_Task statement:_
The lines to copy are those with "stacktrace" in them. Pull each one from the entries below.
• • • • •
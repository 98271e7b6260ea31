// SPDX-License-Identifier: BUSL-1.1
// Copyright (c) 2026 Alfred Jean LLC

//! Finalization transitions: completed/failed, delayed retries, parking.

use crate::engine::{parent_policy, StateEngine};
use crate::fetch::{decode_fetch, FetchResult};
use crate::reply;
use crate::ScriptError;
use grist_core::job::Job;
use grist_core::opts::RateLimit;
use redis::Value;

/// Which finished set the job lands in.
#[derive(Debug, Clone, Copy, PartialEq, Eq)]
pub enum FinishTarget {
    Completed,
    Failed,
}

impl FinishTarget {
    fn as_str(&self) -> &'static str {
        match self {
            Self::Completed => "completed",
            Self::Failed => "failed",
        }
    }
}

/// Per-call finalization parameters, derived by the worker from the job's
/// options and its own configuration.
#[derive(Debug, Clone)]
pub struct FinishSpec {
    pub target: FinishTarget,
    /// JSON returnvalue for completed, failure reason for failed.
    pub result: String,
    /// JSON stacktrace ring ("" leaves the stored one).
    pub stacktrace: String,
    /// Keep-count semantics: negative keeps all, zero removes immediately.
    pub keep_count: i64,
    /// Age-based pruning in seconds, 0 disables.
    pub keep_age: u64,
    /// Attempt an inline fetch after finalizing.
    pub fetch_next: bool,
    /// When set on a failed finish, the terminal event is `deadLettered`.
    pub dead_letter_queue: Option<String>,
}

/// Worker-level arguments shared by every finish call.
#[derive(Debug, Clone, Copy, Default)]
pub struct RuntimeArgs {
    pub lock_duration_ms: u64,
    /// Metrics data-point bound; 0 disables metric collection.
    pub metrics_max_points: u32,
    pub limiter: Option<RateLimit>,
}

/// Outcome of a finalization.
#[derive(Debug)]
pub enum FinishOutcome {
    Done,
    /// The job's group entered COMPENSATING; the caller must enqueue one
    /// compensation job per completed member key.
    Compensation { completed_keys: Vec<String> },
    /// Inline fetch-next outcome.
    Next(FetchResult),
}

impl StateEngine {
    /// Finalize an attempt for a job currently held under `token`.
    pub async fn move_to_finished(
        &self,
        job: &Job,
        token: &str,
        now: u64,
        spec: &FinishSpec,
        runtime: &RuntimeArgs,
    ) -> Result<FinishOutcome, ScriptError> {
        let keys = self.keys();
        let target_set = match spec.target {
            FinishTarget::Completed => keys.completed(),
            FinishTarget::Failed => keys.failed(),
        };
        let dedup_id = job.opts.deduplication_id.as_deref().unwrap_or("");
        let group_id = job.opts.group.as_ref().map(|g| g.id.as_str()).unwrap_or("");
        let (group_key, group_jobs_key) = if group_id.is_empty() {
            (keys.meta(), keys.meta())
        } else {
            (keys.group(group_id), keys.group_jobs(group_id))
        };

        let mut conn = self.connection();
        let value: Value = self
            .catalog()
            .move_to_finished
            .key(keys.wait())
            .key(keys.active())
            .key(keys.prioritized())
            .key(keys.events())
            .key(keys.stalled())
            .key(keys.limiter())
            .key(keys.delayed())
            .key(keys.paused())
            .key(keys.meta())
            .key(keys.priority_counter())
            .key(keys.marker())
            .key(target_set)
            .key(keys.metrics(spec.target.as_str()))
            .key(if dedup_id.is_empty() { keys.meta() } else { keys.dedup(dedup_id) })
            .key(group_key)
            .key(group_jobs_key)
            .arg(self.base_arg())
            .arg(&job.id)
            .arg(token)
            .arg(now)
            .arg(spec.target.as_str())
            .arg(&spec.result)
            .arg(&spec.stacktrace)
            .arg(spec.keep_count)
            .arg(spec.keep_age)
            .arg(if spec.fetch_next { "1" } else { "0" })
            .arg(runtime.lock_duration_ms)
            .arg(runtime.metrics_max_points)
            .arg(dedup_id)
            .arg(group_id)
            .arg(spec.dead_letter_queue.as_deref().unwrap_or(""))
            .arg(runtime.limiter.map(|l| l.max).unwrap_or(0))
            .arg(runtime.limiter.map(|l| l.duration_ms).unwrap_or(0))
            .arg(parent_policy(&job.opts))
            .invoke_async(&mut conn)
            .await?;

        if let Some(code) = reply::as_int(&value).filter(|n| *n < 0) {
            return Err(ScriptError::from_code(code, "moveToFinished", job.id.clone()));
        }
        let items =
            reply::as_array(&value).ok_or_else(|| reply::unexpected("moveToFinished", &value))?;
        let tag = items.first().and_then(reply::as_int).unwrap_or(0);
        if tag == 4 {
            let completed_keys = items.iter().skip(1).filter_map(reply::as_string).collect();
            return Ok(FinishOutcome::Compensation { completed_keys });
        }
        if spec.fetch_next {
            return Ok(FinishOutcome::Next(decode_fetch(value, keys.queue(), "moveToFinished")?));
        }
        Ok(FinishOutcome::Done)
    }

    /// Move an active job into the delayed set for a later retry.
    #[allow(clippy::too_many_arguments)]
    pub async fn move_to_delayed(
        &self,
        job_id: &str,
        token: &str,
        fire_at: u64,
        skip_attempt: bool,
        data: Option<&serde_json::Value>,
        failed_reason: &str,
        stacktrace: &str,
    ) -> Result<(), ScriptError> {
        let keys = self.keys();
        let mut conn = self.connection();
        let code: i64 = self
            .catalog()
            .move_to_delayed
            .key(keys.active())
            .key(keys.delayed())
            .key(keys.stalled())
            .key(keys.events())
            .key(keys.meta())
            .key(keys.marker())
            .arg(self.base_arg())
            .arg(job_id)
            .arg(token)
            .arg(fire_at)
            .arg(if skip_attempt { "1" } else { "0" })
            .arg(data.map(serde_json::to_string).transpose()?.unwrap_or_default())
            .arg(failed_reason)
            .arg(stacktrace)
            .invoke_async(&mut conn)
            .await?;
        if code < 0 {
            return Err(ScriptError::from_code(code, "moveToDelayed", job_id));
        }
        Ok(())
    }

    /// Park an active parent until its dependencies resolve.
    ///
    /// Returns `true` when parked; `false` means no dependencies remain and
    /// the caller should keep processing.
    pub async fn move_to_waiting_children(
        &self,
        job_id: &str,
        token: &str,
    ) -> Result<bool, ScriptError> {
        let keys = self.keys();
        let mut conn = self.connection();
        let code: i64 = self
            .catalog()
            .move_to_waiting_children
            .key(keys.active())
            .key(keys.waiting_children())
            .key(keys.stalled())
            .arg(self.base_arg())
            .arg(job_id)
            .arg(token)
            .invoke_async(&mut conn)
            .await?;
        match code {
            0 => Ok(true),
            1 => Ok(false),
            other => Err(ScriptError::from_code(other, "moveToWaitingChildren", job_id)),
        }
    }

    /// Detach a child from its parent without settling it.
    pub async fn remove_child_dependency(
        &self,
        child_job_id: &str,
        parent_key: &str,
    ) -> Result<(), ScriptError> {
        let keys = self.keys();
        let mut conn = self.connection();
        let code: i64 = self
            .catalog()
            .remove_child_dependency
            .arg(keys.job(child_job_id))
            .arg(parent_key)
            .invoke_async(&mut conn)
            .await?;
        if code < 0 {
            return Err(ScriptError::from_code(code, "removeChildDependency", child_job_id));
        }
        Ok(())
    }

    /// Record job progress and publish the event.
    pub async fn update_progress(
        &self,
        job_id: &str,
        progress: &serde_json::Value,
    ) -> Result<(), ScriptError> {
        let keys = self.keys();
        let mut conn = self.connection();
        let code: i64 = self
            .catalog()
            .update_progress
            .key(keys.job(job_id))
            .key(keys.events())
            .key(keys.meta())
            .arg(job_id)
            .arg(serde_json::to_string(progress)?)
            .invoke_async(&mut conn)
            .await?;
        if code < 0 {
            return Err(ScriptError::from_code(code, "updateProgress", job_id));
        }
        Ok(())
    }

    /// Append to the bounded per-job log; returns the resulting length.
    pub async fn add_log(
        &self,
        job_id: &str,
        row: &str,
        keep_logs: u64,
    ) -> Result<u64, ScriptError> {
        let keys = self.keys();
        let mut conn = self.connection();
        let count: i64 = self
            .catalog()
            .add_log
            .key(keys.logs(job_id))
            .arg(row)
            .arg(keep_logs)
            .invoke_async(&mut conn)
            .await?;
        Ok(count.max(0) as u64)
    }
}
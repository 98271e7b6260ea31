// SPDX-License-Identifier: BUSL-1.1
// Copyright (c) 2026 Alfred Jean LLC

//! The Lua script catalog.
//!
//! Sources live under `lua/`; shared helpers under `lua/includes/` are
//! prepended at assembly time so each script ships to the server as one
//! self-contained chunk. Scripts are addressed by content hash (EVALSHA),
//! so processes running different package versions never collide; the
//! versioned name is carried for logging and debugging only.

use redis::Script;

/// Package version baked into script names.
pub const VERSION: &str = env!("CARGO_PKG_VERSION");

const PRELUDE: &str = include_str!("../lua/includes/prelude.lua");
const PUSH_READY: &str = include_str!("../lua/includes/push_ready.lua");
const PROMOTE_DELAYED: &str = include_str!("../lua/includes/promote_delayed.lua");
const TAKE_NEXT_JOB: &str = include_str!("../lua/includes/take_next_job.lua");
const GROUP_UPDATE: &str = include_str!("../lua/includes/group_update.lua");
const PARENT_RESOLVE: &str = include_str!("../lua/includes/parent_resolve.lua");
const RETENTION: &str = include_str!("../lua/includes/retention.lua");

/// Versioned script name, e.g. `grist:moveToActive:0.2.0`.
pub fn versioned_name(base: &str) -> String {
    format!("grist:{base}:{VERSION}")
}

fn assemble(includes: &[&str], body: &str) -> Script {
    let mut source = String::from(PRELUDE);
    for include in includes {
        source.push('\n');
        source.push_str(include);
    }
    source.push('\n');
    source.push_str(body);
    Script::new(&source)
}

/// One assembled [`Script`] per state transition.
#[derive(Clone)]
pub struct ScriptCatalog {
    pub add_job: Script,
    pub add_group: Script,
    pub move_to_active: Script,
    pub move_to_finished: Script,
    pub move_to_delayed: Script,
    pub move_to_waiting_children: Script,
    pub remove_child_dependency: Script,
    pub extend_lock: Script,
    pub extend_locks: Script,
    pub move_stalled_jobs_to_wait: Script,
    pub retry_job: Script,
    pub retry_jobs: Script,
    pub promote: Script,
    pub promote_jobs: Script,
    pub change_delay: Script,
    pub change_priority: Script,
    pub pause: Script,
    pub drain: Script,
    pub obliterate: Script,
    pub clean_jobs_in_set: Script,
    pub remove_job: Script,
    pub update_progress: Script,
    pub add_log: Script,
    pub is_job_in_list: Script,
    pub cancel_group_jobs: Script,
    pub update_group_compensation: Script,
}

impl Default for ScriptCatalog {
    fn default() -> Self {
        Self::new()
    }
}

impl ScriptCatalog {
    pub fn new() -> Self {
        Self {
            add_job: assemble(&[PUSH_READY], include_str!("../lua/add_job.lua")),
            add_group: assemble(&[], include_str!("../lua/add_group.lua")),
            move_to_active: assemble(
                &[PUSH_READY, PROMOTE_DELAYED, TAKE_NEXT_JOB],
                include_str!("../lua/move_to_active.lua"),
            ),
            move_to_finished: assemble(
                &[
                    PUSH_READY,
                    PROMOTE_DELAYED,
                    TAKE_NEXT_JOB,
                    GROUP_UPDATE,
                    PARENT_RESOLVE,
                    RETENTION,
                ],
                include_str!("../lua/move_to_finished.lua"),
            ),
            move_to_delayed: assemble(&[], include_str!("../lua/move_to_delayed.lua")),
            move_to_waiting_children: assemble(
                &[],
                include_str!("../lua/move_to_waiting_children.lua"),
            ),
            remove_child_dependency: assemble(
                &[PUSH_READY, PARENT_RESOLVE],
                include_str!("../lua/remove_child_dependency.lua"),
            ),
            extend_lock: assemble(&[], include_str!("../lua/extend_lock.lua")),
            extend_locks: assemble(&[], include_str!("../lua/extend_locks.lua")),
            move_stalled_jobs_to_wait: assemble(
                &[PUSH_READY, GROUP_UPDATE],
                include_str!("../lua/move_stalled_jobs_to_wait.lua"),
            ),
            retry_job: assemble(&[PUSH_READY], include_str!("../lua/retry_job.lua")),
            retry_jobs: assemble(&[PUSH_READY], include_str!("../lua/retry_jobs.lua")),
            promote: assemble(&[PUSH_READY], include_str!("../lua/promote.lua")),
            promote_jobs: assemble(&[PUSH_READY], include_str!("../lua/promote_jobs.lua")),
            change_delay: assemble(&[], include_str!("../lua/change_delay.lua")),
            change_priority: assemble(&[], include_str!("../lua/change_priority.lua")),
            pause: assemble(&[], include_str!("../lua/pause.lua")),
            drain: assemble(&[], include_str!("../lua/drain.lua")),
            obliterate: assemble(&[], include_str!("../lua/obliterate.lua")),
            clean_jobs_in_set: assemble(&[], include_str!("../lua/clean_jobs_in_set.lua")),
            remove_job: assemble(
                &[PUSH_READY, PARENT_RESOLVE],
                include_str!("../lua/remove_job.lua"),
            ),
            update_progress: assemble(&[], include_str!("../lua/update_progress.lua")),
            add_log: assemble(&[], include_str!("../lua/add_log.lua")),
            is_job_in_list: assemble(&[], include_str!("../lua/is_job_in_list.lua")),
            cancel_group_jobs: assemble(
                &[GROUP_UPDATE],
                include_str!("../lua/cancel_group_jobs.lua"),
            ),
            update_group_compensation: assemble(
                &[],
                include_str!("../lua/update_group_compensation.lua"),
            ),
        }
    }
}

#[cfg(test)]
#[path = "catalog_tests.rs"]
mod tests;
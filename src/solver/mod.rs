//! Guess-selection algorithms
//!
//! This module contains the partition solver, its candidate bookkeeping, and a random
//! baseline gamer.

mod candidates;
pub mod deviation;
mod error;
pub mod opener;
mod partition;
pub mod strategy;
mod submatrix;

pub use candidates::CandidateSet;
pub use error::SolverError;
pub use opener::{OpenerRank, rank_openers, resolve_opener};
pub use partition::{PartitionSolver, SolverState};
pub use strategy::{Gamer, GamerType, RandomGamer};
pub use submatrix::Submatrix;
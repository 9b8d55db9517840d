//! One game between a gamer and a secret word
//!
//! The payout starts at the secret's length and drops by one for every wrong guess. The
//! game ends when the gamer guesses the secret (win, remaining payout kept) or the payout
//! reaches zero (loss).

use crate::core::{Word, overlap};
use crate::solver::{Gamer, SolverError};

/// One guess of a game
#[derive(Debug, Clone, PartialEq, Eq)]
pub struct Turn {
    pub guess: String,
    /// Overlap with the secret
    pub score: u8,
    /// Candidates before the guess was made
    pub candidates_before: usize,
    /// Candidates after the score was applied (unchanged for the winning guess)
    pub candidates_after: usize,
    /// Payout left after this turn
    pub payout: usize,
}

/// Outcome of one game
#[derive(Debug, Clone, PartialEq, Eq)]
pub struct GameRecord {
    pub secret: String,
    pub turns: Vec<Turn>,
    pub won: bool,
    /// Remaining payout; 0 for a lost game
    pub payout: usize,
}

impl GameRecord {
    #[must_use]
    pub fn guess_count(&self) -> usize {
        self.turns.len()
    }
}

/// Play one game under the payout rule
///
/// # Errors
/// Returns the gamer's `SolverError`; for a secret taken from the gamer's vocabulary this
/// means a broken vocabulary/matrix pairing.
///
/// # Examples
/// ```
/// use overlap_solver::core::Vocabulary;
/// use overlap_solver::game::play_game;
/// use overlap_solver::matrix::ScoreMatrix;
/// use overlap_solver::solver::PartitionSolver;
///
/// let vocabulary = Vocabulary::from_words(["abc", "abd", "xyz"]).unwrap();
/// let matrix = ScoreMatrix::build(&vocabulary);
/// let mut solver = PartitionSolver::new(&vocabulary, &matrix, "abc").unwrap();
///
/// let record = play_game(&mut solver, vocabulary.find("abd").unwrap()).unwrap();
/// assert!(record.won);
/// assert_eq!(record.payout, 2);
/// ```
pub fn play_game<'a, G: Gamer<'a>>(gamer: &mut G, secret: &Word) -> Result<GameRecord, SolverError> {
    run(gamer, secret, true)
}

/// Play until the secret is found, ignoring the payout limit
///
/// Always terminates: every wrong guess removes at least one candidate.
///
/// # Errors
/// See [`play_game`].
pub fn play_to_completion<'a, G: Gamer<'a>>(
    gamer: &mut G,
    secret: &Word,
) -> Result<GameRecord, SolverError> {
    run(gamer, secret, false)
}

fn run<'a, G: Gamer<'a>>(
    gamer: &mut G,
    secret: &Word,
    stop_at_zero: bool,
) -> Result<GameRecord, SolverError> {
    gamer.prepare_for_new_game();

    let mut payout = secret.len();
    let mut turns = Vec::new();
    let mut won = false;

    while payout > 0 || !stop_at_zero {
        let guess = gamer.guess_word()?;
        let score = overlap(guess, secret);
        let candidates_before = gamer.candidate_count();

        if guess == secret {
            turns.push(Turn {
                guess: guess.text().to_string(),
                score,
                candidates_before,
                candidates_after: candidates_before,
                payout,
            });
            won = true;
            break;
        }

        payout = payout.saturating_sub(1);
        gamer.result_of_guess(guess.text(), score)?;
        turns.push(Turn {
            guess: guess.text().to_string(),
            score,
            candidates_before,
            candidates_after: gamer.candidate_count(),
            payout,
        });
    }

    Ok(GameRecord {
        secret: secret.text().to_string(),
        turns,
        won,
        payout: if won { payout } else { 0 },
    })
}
• • • • •
_Written response:_
    /// JSON stacktrace ring ("" leaves the stored one).
    pub stacktrace: String,
            .arg(&spec.stacktrace)
        stacktrace: &str,
            .arg(stacktrace)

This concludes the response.